- Film poster
- Directed by: Joseph Zito
- Written by: Robert Jahn
- Produced by: Joseph Zito Alan Braveman
- Starring: Ian Scott Judith-Marie Bergan
- Cinematography: Joseph Scherer João Fernandes
- Edited by: James Macreading
- Music by: Canine Tricycle Bereavement
- Production company: Picture Company of America
- Release date: 1979 (United States);
- Running time: 78 minutes
- Country: United States
- Language: English

= Bloodrage =

Bloodrage, also known as Never Pick Up a Stranger, is a 1979 American horror film directed by Joseph Zito (under the pseudonym Joseph Bigwood) and written by Robert Jahn. The film stars Ian Scott and Judith-Marie Bergan.

== Plot ==

A young man named Richard visits Beverly, a local prostitute, and runs into her boyfriend, a police officer named Ryan, on the way into Beverly's home. Richard and Beverly get into an argument, which ends with Richard accidentally shoving Beverly through a window, killing her. Richard cleans up the scene, evades Ryan when he returns from running errands, and hitchhikes to New York City after disposing of Beverly's body.

Richard acquires a room in a dingy motel, gets a job at a bottling company, befriends a neighboring drug dealer named Candice, and spies on Nancy, a prostitute who lives across from Candice. Intoxicated by what he felt during Beverly's death, Richard murders a woman named Lucy, torturing and humiliating her beforehand.
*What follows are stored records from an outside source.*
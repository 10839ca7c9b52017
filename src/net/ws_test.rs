use frames::{Frame, Payload, syscall};

use super::*;

fn binary(frame: &Frame) -> WsResult {
    Ok(Message::Binary(frames::encode_frame(frame).into()))
}

#[test]
fn binary_cell_frame_becomes_event() {
    let payload = frames::CellPayload { x: 1, y: 2, color: "#ffffff".into(), revision: 1, author: None };
    let frame = Frame::request(syscall::CELL_CHANGED, Payload::Cell(payload));
    assert!(matches!(message_to_event(binary(&frame)), Some(Ok(FeedEvent::CellChanged(_)))));
}

#[test]
fn invalid_frames_are_skipped_not_fatal() {
    let payload = frames::CellPayload { x: 1, y: 2, color: "white".into(), revision: 1, author: None };
    let frame = Frame::request(syscall::CELL_CHANGED, Payload::Cell(payload));
    assert!(message_to_event(binary(&frame)).is_none());

    let handshake = Frame::request(syscall::SESSION_CONNECTED, Payload::Empty);
    assert!(message_to_event(binary(&handshake)).is_none());
}

#[test]
fn undecodable_bytes_end_the_session() {
    let got = message_to_event(Ok(Message::Binary(vec![0xFF, 0xFF, 0xFF].into())));
    assert!(matches!(got, Some(Err(TransportError::Decode(_)))));
}

#[test]
fn close_and_text_messages() {
    assert_eq!(message_to_event(Ok(Message::Close(None))), Some(Err(TransportError::Closed)));
    assert!(message_to_event(Ok(Message::Text("hello".into()))).is_none());
}

#[tokio::test]
async fn subscribe_to_unreachable_host_is_a_connect_error() {
    let realtime = WsRealtime::new("ws://127.0.0.1:1/api/ws");
    let Err(err) = realtime.subscribe().await else {
        panic!("expected connect failure");
    };
    assert!(matches!(err, TransportError::Connect(_)));
}
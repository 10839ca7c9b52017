//! Cell routes: REST endpoints over the cell service.

use axum::Json;
use axum::extract::State;
use axum::http::StatusCode;
use axum::response::{IntoResponse, Response};
use serde_json::json;

use crate::error::error_response;
use crate::services::cells::{self as service, CellError, WriteCell};
use crate::state::AppState;

/// `GET /api/cells`: every stored cell.
pub async fn list_cells(State(state): State<AppState>) -> Response {
    Json(service::list_cells(&state).await).into_response()
}

/// `POST /api/cells`: one atomic write. `200 {cell}` or `4xx {code, message}`.
pub async fn write_cell(State(state): State<AppState>, Json(body): Json<WriteCell>) -> Response {
    match service::write_cell(&state, body).await {
        Ok(cell) => Json(json!({ "cell": cell })).into_response(),
        Err(e) => {
            tracing::warn!(error = %e, "cells: write refused");
            error_response(status_for(&e), &e)
        }
    }
}

fn status_for(err: &CellError) -> StatusCode {
    match err {
        CellError::InvalidCell(_) => StatusCode::UNPROCESSABLE_ENTITY,
        CellError::Unauthenticated => StatusCode::UNAUTHORIZED,
    }
}

#[cfg(test)]
#[path = "cells_test.rs"]
mod cells_test;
Ryan, suspicious of Beverly's disappearance, heads to New York in search of her, enlisting the aid of the local police, and passing photographs of her around at clubs and bars. During the course of his investigation, Ryan spots Richard in a restaurant, and hears a broadcast announcing that Beverly's remains were uncovered. Concluding that Richard probably killed Beverly, Ryan finds out where he is staying, and heads there.
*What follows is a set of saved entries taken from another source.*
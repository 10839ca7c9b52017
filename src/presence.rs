//! Presence tracker: who is connected right now.
//!
//! Entries are keyed by user id, so one user with several open connections
//! counts once. The set is rebuilt from every `sync` roster and cleared when
//! the local feed disconnects; it has no source of truth of its own.

#[cfg(test)]
#[path = "presence_test.rs"]
mod presence_test;

use std::collections::HashMap;

use serde::{Deserialize, Serialize};

use crate::auth::Identity;

/// One connected user.
#[derive(Debug, Clone, PartialEq, Eq, Serialize, Deserialize)]
pub struct PresenceEntry {
    pub user_id: String,
    pub email: String,
    /// Milliseconds since the Unix epoch.
    pub last_seen_ms: i64,
}

impl PresenceEntry {
    #[must_use]
    pub fn new(identity: &Identity, last_seen_ms: i64) -> Self {
        Self { user_id: identity.user_id.clone(), email: identity.email.clone(), last_seen_ms }
    }
}

impl From<frames::PresencePayload> for PresenceEntry {
    fn from(payload: frames::PresencePayload) -> Self {
        Self { user_id: payload.user_id, email: payload.email, last_seen_ms: payload.seen_at }
    }
}

impl From<&PresenceEntry> for frames::PresencePayload {
    fn from(entry: &PresenceEntry) -> Self {
        Self { user_id: entry.user_id.clone(), email: entry.email.clone(), seen_at: entry.last_seen_ms }
    }
}

#[derive(Debug, Clone, Default)]
pub struct PresenceTracker {
    entries: HashMap<String, PresenceEntry>,
}

impl PresenceTracker {
    #[must_use]
    pub fn new() -> Self {
        Self::default()
    }

    /// Add or refresh a user. Returns `true` when the user was not known.
    pub fn mark_online(&mut self, entry: PresenceEntry) -> bool {
        match self.entries.get_mut(&entry.user_id) {
            Some(existing) => {
                existing.email = entry.email;
                existing.last_seen_ms = existing.last_seen_ms.max(entry.last_seen_ms);
                false
            }
            None => {
                self.entries.insert(entry.user_id.clone(), entry);
                true
            }
        }
    }

    /// Remove a user. Returns `true` when the user was known.
    pub fn mark_offline(&mut self, user_id: &str) -> bool {
        self.entries.remove(user_id).is_some()
    }

    /// Replace the whole set with a roster snapshot. Duplicate ids collapse to
    /// one entry carrying the latest `last_seen_ms`.
    pub fn replace_all(&mut self, roster: impl IntoIterator<Item = PresenceEntry>) {
        self.entries.clear();
        for entry in roster {
            self.mark_online(entry);
        }
    }

    #[must_use]
    pub fn count(&self) -> usize {
        self.entries.len()
    }

    /// Entries sorted by user id.
    #[must_use]
    pub fn list(&self) -> Vec<PresenceEntry> {
        let mut out: Vec<PresenceEntry> = self.entries.values().cloned().collect();
        out.sort_by(|a, b| a.user_id.cmp(&b.user_id));
        out
    }

    #[must_use]
    pub fn contains(&self, user_id: &str) -> bool {
        self.entries.contains_key(user_id)
    }

    pub fn clear(&mut self) {
        self.entries.clear();
    }
}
At the motel, Richard gets into a fight with Candice and kills her and her dog. Ryan finds Candice's corpse, and sees Richard at Nancy's through the window Richard broke when he threw the body of Candice's dog out it. Richard attacks Nancy, but she fights him off with the help of a straight razor, and a pair of pimps. Ryan happens upon the scene, grabs Richard, and throws him out a window to his death.

== Cast ==
- Ian Scott as Richard
- Judith-Marie Bergan as Beverly Stevens
- James Johnston as Officer John Ryan
- Lawrence Tierney as Malone
- Jerry McGee as Charlie
- Patrick Hines as Gus

== Reception ==

Critical Condition responded well to Bloodrage, comparing it to Henry: Portrait of a Serial Killer, and writing it "oozes the atmosphere of the sleazy 70's and is bound to upset even the steadiest of stomachs, not because it is overly bloody (it's not) but because of the matter-of-fact way that director Joseph Bigwood (actually Joseph Zito using a pseudonym) treats the material and characters. While the storyline is of the basic 'serial killer murders prostitutes' formula, the acting and situations seem so natural and unhampered by not having a big budget (this is an extremely low budget effort) that it makes the killings all the more horrendous" and "I doubt that you'll find a more disturbing foray into the mind of a mass murderer".

While Fantastic Movie Musings and Ramblings commended the film's interesting ideas and "disjointed narrative structure" that "occasionally forces you to figure out certain details on your own" it found that it was hampered by numerous filler scenes, and was not as disturbing as it aspired to be.